┌─ DATA FOR PROCESSING
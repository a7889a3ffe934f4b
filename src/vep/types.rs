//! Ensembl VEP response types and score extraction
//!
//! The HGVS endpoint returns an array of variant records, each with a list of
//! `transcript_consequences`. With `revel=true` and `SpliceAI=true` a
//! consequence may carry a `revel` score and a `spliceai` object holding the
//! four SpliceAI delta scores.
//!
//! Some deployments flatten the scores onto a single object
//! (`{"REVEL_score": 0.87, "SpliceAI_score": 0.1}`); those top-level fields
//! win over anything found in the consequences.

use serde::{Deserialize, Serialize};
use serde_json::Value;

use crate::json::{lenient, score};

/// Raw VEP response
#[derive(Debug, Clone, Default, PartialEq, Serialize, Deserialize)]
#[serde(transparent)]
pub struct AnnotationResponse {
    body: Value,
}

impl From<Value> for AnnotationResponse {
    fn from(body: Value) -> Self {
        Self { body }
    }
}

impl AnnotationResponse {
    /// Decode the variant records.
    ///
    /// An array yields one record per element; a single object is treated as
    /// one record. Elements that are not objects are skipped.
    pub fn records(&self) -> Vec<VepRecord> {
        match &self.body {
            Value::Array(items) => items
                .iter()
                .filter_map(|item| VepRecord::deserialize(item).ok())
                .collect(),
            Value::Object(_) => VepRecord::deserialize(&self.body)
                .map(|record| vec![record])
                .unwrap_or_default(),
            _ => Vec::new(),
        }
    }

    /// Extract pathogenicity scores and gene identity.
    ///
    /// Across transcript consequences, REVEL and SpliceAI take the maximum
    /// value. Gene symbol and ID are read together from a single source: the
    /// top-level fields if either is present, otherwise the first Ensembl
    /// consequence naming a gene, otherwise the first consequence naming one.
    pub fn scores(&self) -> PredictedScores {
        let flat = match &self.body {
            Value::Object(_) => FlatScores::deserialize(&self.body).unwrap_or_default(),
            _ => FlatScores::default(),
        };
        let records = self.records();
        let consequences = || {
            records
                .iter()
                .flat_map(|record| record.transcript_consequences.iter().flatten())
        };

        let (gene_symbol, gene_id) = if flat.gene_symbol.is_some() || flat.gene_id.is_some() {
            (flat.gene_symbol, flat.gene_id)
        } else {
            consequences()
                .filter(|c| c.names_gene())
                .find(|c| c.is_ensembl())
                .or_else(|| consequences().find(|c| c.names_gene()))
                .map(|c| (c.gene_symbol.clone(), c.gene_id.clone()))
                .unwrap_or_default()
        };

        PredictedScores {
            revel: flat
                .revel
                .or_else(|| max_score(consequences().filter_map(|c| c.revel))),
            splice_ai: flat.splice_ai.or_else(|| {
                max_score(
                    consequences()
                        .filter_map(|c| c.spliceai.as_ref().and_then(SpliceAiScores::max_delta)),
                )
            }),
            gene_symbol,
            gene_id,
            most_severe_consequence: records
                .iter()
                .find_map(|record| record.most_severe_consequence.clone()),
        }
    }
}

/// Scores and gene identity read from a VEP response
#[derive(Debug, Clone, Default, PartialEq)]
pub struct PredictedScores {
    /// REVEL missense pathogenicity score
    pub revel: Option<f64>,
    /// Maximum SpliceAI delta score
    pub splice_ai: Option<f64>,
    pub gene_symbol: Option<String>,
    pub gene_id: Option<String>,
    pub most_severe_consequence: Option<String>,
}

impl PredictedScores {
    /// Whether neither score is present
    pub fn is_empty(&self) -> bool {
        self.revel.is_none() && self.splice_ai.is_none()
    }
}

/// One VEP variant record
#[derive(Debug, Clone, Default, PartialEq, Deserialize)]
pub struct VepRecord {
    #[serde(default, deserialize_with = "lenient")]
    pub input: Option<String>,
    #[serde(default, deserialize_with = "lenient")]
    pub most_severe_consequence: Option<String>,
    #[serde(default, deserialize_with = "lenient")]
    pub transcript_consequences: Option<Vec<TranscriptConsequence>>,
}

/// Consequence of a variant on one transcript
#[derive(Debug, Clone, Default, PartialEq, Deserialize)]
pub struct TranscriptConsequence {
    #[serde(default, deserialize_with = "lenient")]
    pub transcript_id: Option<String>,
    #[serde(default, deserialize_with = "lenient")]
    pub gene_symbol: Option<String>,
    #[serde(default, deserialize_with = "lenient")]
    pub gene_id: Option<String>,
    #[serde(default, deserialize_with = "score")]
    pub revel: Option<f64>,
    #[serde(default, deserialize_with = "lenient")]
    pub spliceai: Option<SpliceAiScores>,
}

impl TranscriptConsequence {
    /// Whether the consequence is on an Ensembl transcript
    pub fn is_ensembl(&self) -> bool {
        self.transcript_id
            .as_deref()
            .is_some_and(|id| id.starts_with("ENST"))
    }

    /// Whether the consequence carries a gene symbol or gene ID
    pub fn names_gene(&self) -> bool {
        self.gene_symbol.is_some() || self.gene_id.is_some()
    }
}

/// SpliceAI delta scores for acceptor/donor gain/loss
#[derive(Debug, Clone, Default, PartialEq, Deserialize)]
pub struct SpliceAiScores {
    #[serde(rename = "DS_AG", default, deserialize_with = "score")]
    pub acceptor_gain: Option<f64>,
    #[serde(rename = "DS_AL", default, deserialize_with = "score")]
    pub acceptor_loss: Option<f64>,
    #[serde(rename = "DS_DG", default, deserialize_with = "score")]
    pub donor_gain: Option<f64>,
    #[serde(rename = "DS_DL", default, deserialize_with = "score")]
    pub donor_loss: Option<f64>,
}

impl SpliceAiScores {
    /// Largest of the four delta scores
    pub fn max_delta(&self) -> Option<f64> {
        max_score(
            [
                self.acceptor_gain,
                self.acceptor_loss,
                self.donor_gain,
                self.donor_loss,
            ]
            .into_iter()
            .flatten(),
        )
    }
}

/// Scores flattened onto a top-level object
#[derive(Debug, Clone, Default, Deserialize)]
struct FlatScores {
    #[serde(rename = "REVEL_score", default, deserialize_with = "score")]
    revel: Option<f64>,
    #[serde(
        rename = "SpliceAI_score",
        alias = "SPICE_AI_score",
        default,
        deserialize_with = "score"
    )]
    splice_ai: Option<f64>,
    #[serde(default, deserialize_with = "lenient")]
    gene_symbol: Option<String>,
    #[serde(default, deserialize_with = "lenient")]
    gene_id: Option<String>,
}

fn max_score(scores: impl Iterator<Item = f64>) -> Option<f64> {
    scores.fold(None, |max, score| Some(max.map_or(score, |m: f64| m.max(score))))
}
└─
:: WHAT NEEDS TO BE DONE ::
Please state how many lines in the entries above include the string "variant", and write only that number.

:: OUTPUT BELOW ::
4